Public meeting on future house building sites in Much Wenlock
A public meeting to discuss future house building sites in Shropshire is being held near Much Wenlock today.
Residents including those from neighbouring Cressage are being urged to attend the special consultation event to look at the impact of the Shropshire Local Plan Review. Under the plan the county could get 28,750 new houses by 2036 under a 'high growth' proposal.
The preferred sites for development in this part of the county will be discussed at the session at Priory Hall, in Bull Ring, Much Wenlock from 7pm to 9pm.
It will be hosted by the ward's Shropshire representative Councillor David Turner.

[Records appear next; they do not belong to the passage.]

//! Item identifier parsing and canonical forms
//!
//! Server item ids come in two textual forms that name the same item: the
//! short local form (`257`) and the owner-qualified form
//! (`<account-id>:257`). References into shared or mounted mailboxes always
//! use the qualified form, local operations the short one.

use std::fmt;

use serde::{Deserialize, Serialize};

use crate::errors::{MirrorError, MirrorResult};

/// Parsed item identifier
///
/// # Format
///
/// `{item}` or `{account_id}:{item}` where `item` is a decimal number. The
/// account id is everything before the last colon.
///
/// # Example
///
/// ```
/// use mailbox_mirror::item_id::ItemId;
///
/// let id = ItemId::parse("acct-1:257").unwrap();
/// assert_eq!(id.account_id.as_deref(), Some("acct-1"));
/// assert_eq!(id.item, "257");
/// ```
#[derive(Debug, Clone, PartialEq, Eq, Hash, Serialize, Deserialize)]
pub struct ItemId {
    /// Owning account, absent for the short form
    pub account_id: Option<String>,
    /// Item number within the owning mailbox
    pub item: String,
}

impl ItemId {
    /// Parse an id in either form
    ///
    /// Returns an error if the item part is empty or not numeric, or if the
    /// account part of a qualified id is empty. Folder names such as `INBOX`
    /// are therefore rejected.
    pub fn parse(raw: &str) -> MirrorResult<Self> {
        let raw = raw.trim();
        let (account_id, item) = match raw.rsplit_once(':') {
            Some((account, item)) => {
                if account.is_empty() {
                    return Err(MirrorError::invalid(format!(
                        "item id '{raw}' has an empty account part"
                    )));
                }
                (Some(account.to_owned()), item)
            }
            None => (None, raw),
        };
        if item.is_empty() || !item.bytes().all(|b| b.is_ascii_digit()) {
            return Err(MirrorError::invalid(format!(
                "item id '{raw}' must end in a numeric item part"
            )));
        }
        Ok(Self {
            account_id,
            item: item.to_owned(),
        })
    }

    /// Encode in the simplest form relative to `own_account`
    ///
    /// Drops the account part when it names the mailbox owner.
    pub fn simplest(&self, own_account: Option<&str>) -> String {
        match (&self.account_id, own_account) {
            (Some(account), Some(own)) if account == own => self.item.clone(),
            (Some(account), _) => format!("{account}:{}", self.item),
            (None, _) => self.item.clone(),
        }
    }

    /// Encode in the owner-qualified form, defaulting to `own_account`
    pub fn qualified(&self, own_account: &str) -> String {
        let account = self.account_id.as_deref().unwrap_or(own_account);
        format!("{account}:{}", self.item)
    }
}

impl fmt::Display for ItemId {
    fn fmt(&self, f: &mut fmt::Formatter<'_>) -> fmt::Result {
        match &self.account_id {
            Some(account) => write!(f, "{account}:{}", self.item),
            None => f.write_str(&self.item),
        }
    }
}

/// Canonical index key for `raw`
///
/// Ids that do not parse (names, opaque tokens) are used verbatim.
pub fn canonical_key(raw: &str, own_account: Option<&str>) -> String {
    match ItemId::parse(raw) {
        Ok(id) => id.simplest(own_account),
        Err(_) => raw.to_owned(),
    }
}

/// The other textual form of `raw`, if one exists
///
/// A short id maps to its qualified form and a self-qualified id to its
/// short form. Ids owned by another account have no alternate.
pub fn alternate_key(raw: &str, own_account: Option<&str>) -> Option<String> {
    let own = own_account?;
    let id = ItemId::parse(raw).ok()?;
    match id.account_id.as_deref() {
        None => Some(id.qualified(own)),
        Some(account) if account == own => Some(id.item),
        Some(_) => None,
    }
}

/// Split a comma separated id list, dropping blanks
pub fn split_id_list(ids: &str) -> Vec<String> {
    ids.split(',')
        .map(str::trim)
        .filter(|s| !s.is_empty())
        .map(str::to_owned)
        .collect()
}

#[cfg(test)]
mod tests {
    use super::{ItemId, alternate_key, canonical_key, split_id_list};

    #[test]
    fn parses_short_and_qualified_ids() {
        let short = ItemId::parse("257").expect("parse succeeds");
        assert_eq!(short.account_id, None);
        assert_eq!(short.item, "257");

        let qualified = ItemId::parse("a1b2:300").expect("parse succeeds");
        assert_eq!(qualified.account_id.as_deref(), Some("a1b2"));
        assert_eq!(qualified.to_string(), "a1b2:300");
    }

    #[test]
    fn rejects_folder_names_and_empty_parts() {
        assert!(ItemId::parse("INBOX").is_err());
        assert!(ItemId::parse(":12").is_err());
        assert!(ItemId::parse("acct:").is_err());
    }

    #[test]
    fn own_account_qualification_collapses() {
        assert_eq!(canonical_key("me:2", Some("me")), "2");
        assert_eq!(canonical_key("other:2", Some("me")), "other:2");
        assert_eq!(canonical_key("Inbox", Some("me")), "Inbox");
    }

    #[test]
    fn alternate_forms() {
        assert_eq!(alternate_key("2", Some("me")).as_deref(), Some("me:2"));
        assert_eq!(alternate_key("me:2", Some("me")).as_deref(), Some("2"));
        assert_eq!(alternate_key("other:2", Some("me")), None);
        assert_eq!(alternate_key("2", None), None);
    }

    #[test]
    fn splits_deleted_id_lists() {
        assert_eq!(split_id_list("1, 2,,3 "), vec!["1", "2", "3"]);
        assert!(split_id_list("").is_empty());
    }
}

The Much Wenlock Place Plan Area comprises the town, Buildwas, Cressage, and numerous surrounding small villages and hamlets.
Councillor Turner said: "It is imperative that residents attend to learn about what the review contains and to air their views about it.
"This session is also for the people of Cressage which will be affected by the proposals.
"It very important because the local plan will set the blueprint for land development in Shropshire for the next two decades."
Much Wenlock Town Council will also hold a special meeting on January 17 to consider its response to the plan.
Shropshire Council held two consultations in 2017 over its partial review of the Local Plan and tonight's meeting is part of the Preferred Sites consultation which will run from until the end of this month.
If given the go-ahead, the plan will be formally adopted in October 2020.
Meetings next week will include at Festival Drayton, Market Drayton, on January 8th at 7pm; at the Severn Centre, Highley, on January 9 at 6.30pm; Ellesmere Town Hall on January 10 at 7pm; the Civic Centre, Whitchurch, on January 11 at 6.30pm.
The Campaign to Protect Rural England has been critical of the housing figures proposed by Shropshire Council, warning that the amount was a odds with reality.
Shropshire Council said its cabinet had considered a range of options for the scale of future housing growth in the county for the period to 2036 and the majority of councillors on the ruling committee supported ‘moderate’ rather than ‘high’ growth.
It further said that the cabinet nevertheless chose to endorse ‘high growth’ as its preferred option to help to deliver the objectives of its adopted Economic Growth Strategy and Corporate Plan, which seek to tackle some of the key challenges which we face, including access to more affordable housing.
The council said it was duty bound to take into account the wider needs of the entire population and other stakeholders.